İKİ EVLADINI DA KAYBETTİ
74 yaşındaki anne Leyla Tunaoğlu, kazadan sonra 2 çocuklu kızı Hülya ile beyin kanamasından ölen 3 çocuklu oğlu Özer'i kaybettiğini söyledi. İki evladını kaybeden bir anne olarak şimdiye kadar Büyükşehir Belediyesi'nin hiçbir desteğini görmediklerini aktaran Tunaoğlu, "Benim çocuğum Hülya belediyeye 5 yıl hizmet verdi. Bu insanlığa sığar mı? İnsan 'Bu iki çocuk için yapılabilecek bir şey var mı? Evet, bir hatamız oldu. Biz bu iki çocuğun eğitimine destek olalım' diye hiç sormaz mı? Belediyenin bir sürü kreşi var. Ben yaşlı biriyim, maddi durumum kısıtlı. Okul giderlerini, servis paralarını karşılayacak gücüm yok.

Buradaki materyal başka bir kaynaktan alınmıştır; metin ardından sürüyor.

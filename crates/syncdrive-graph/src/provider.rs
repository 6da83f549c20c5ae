//! `GraphCloudProvider` - capability-port implementations for Microsoft Graph
//!
//! Wraps a [`GraphClient`] and implements each narrow port trait
//! (`DeltaFetcher`, `ItemClient`, `Downloader`, `RangeDownloader`,
//! `Uploader`, `SessionUploader`) by delegating to the `delta`/`upload`
//! modules or making direct Graph API calls for the item-mutation
//! operations that don't otherwise have a home.
//!
//! Authentication (`AuthProvider`) is implemented separately on
//! `GraphAuthAdapter` in `auth.rs`; this type only ever holds an already
//! issued access token.

use std::sync::Arc;

use async_trait::async_trait;
use reqwest::Method;
use tokio::sync::Mutex;
use tracing::debug;

use syncdrive_core::domain::{DeltaToken, DriveId, ETag, ItemId};
use syncdrive_core::ports::cloud_provider::{
    DeltaFetcher, DeltaPage, Downloader, ItemClient, ProviderError, RangeDownloader, RemoteItem,
    SessionUploader, UploadSession, Uploader,
};

use crate::client::{map_response_error, GraphClient};
use crate::delta::{self, item_to_remote_item, GraphDriveItem};
use crate::upload;

/// Converts an `anyhow::Error` coming out of a `GraphClient` helper that
/// uses `.error_for_status()` into a `ProviderError`, preserving the HTTP
/// status when the underlying `reqwest::Error` still carries one.
fn anyhow_to_provider_error(err: anyhow::Error) -> ProviderError {
    for cause in err.chain() {
        if let Some(reqwest_err) = cause.downcast_ref::<reqwest::Error>() {
            if let Some(status) = reqwest_err.status() {
                return map_response_error(status, None, reqwest_err.to_string());
            }
        }
    }
    ProviderError::Transport(err.to_string())
}

/// Cloud provider implementation that delegates to the Microsoft Graph API.
///
/// Wraps a [`GraphClient`] behind a `tokio::sync::Mutex` for interior
/// mutability (token refresh updates `access_token` via `&mut self`) while
/// every port trait method here takes `&self`. `next_link` holds the
/// in-flight delta pagination cursor so `DeltaFetcher::get_delta` can be
/// re-called with the same `DeltaToken` across pages, per its contract.
pub struct GraphCloudProvider {
    client: Mutex<GraphClient>,
    next_link: Mutex<Option<String>>,
}

impl GraphCloudProvider {
    pub fn new(client: GraphClient) -> Self {
        Self {
            client: Mutex::new(client),
            next_link: Mutex::new(None),
        }
    }

    pub fn with_client(client: GraphClient) -> Arc<Self> {
        Arc::new(Self::new(client))
    }
}

#[async_trait]
impl DeltaFetcher for GraphCloudProvider {
    async fn get_delta(
        &self,
        drive_id: &DriveId,
        token: Option<&DeltaToken>,
    ) -> Result<DeltaPage, ProviderError> {
        let client = self.client.lock().await;
        let resume_link = self.next_link.lock().await.clone();
        debug!(
            drive_id = drive_id.as_str(),
            has_token = token.is_some(),
            resuming = resume_link.is_some(),
            "fetching delta page"
        );

        let page = delta::get_delta_page(&client, token, resume_link.as_deref()).await?;
        *self.next_link.lock().await = page.next_link.clone();
        Ok(page)
    }
}

#[async_trait]
impl ItemClient for GraphCloudProvider {
    async fn get_metadata(
        &self,
        _drive_id: &DriveId,
        item_id: &ItemId,
    ) -> Result<RemoteItem, ProviderError> {
        let client = self.client.lock().await;
        let path = format!("/me/drive/items/{}", item_id.as_str());
        debug!(id = item_id.as_str(), "fetching item metadata");

        let response = client
            .request(Method::GET, &path)
            .send()
            .await
            .map_err(|e| ProviderError::Transport(e.to_string()))?;

        let status = response.status();
        if !status.is_success() {
            let body = response.text().await.unwrap_or_default();
            return Err(map_response_error(status, None, body));
        }

        let item: GraphDriveItem = response
            .json()
            .await
            .map_err(|e| ProviderError::ServerError(e.to_string()))?;

        item_to_remote_item(item).ok_or_else(|| ProviderError::NotFound)
    }

    async fn create_folder(
        &self,
        _drive_id: &DriveId,
        parent_id: &ItemId,
        name: &str,
    ) -> Result<RemoteItem, ProviderError> {
        let client = self.client.lock().await;
        let path = format!("/me/drive/items/{}/children", parent_id.as_str());
        debug!(parent = parent_id.as_str(), name, "creating remote folder");

        let body = serde_json::json!({
            "name": name,
            "folder": {},
            "@microsoft.graph.conflictBehavior": "rename",
        });

        let response = client
            .request(Method::POST, &path)
            .header("Content-Type", "application/json")
            .json(&body)
            .send()
            .await
            .map_err(|e| ProviderError::Transport(e.to_string()))?;

        let status = response.status();
        if !status.is_success() {
            let body = response.text().await.unwrap_or_default();
            return Err(map_response_error(status, None, body));
        }

        let item: GraphDriveItem = response
            .json()
            .await
            .map_err(|e| ProviderError::ServerError(e.to_string()))?;

        item_to_remote_item(item)
            .ok_or_else(|| ProviderError::ServerError("create folder response missing item id".to_string()))
    }

    async fn delete_item(&self, _drive_id: &DriveId, item_id: &ItemId) -> Result<(), ProviderError> {
        let client = self.client.lock().await;
        let path = format!("/me/drive/items/{}", item_id.as_str());
        debug!(id = item_id.as_str(), "deleting remote item");

        let response = client
            .request(Method::DELETE, &path)
            .send()
            .await
            .map_err(|e| ProviderError::Transport(e.to_string()))?;

        let status = response.status();
        if status.is_success() || status == reqwest::StatusCode::NOT_FOUND {
            Ok(())
        } else {
            let body = response.text().await.unwrap_or_default();
            Err(map_response_error(status, None, body))
        }
    }

    async fn move_item(
        &self,
        _drive_id: &DriveId,
        item_id: &ItemId,
        new_parent_id: &ItemId,
        new_name: &str,
    ) -> Result<RemoteItem, ProviderError> {
        let client = self.client.lock().await;
        let path = format!("/me/drive/items/{}", item_id.as_str());
        debug!(
            id = item_id.as_str(),
            new_parent = new_parent_id.as_str(),
            new_name,
            "moving/renaming remote item"
        );

        let body = serde_json::json!({
            "parentReference": { "id": new_parent_id.as_str() },
            "name": new_name,
        });

        let response = client
            .request(Method::PATCH, &path)
            .header("Content-Type", "application/json")
            .json(&body)
            .send()
            .await
            .map_err(|e| ProviderError::Transport(e.to_string()))?;

        let status = response.status();
        if !status.is_success() {
            let body = response.text().await.unwrap_or_default();
            return Err(map_response_error(status, None, body));
        }

        let item: GraphDriveItem = response
            .json()
            .await
            .map_err(|e| ProviderError::ServerError(e.to_string()))?;

        item_to_remote_item(item)
            .ok_or_else(|| ProviderError::ServerError("move response missing item id".to_string()))
    }
}

#[async_trait]
impl Downloader for GraphCloudProvider {
    async fn download(&self, _drive_id: &DriveId, item_id: &ItemId) -> Result<Vec<u8>, ProviderError> {
        let client = self.client.lock().await;
        client.download_file(item_id).await.map_err(anyhow_to_provider_error)
    }
}

#[async_trait]
impl RangeDownloader for GraphCloudProvider {
    async fn download_range(
        &self,
        _drive_id: &DriveId,
        item_id: &ItemId,
        offset: u64,
        length: u64,
    ) -> Result<Vec<u8>, ProviderError> {
        let client = self.client.lock().await;
        client
            .download_file_range(item_id, offset, length)
            .await
            .map_err(anyhow_to_provider_error)
    }
}

#[async_trait]
impl Uploader for GraphCloudProvider {
    async fn upload(
        &self,
        _drive_id: &DriveId,
        parent_id: &ItemId,
        name: &str,
        data: &[u8],
        if_match_etag: Option<&ETag>,
    ) -> Result<RemoteItem, ProviderError> {
        let client = self.client.lock().await;
        upload::upload_small(&client, parent_id, name, data, if_match_etag).await
    }
}

#[async_trait]
impl SessionUploader for GraphCloudProvider {
    async fn create_session(
        &self,
        _drive_id: &DriveId,
        parent_id: &ItemId,
        name: &str,
        _total_size: u64,
    ) -> Result<UploadSession, ProviderError> {
        let client = self.client.lock().await;
        upload::create_upload_session(&client, parent_id, name).await
    }

    async fn upload_chunk(
        &self,
        session: &UploadSession,
        offset: u64,
        chunk: &[u8],
        total_size: u64,
    ) -> Result<Option<RemoteItem>, ProviderError> {
        let client = self.client.lock().await;
        upload::upload_chunk(client.client(), session, client.access_token(), chunk, offset, total_size).await
    }

    async fn cancel_session(&self, session: &UploadSession) -> Result<(), ProviderError> {
        let client = self.client.lock().await;
        upload::cancel_session(client.client(), session, client.access_token()).await
    }
}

Tunç Bey kilometrelerce ötedeki Muğla Akbelen'e gidiyor ama niye hemen yanı başındaki bizlere bir başsağlığı için bile uğramıyor? Tamam, ben ağaçlar için üzülüyorum ama parayla orada eleman tutup, bağırttırıp, çağırttıracağına o parayla gel buradaki öksüzlerin sırtını sıvazla, 5 tane yetimin eğitimi ile ilgili bir şeyler yap. O zaman ben de belediye başkanı olarak senin elini değil, ayağının altını öperim" diye konuştu.
"ACIMIZI İÇİMİZE ATTIK"
Abla Semra Şengül (52) de 11 aydır kardeşleri Hülya ile Özer'in acısını yaşadıklarını belirterek, "Benim kardeşim gitti ama ardında iki tane yavru bıraktı. Onları gelecekleri ile ilgili gelip de ne arayan soran, ne kapımızı çalan var. Hem acımızı yaşıyoruz, hem de bu iki yavrunun geleceği ile ilgili mücadele vermeye çalışıyoruz. Yani Soyer bu kadar duyarlıysa belediye başkanımız neden bu çocuklarla ilgilenmedi. Şimdi gitmiş orada çevreye duyarlı olduğunu söylüyor. Tek istediğimiz Utku ile Umay'ın geleceği" diye konuştu. Hülya'nın tek yumurta ikizi Derya Karaca (39) ise, "Öncelik kendi vatandaşının, kendi çalışanın, kendi şehrinindir. Bir büyükşehir belediye başkanının en büyük sorumluluğu budur. Taş bastık, acımızı içimize attık. Bizim tek amacımız Hülya'nın yadigarı olan iki çocuğun, iki yetimin okul hayatlarının, geleceklerinin garanti altına alınması. Başkandan da tek isteğimiz bu. Şehirlerarası yola giden bir başkan iki adım ötesine gelip bir başsağlığı dileyip, 'Bir ihtiyacınız var mı?' diye sormadı. Ben insanları duyarlı olmaya, vicdana davet ediyorum" dedi.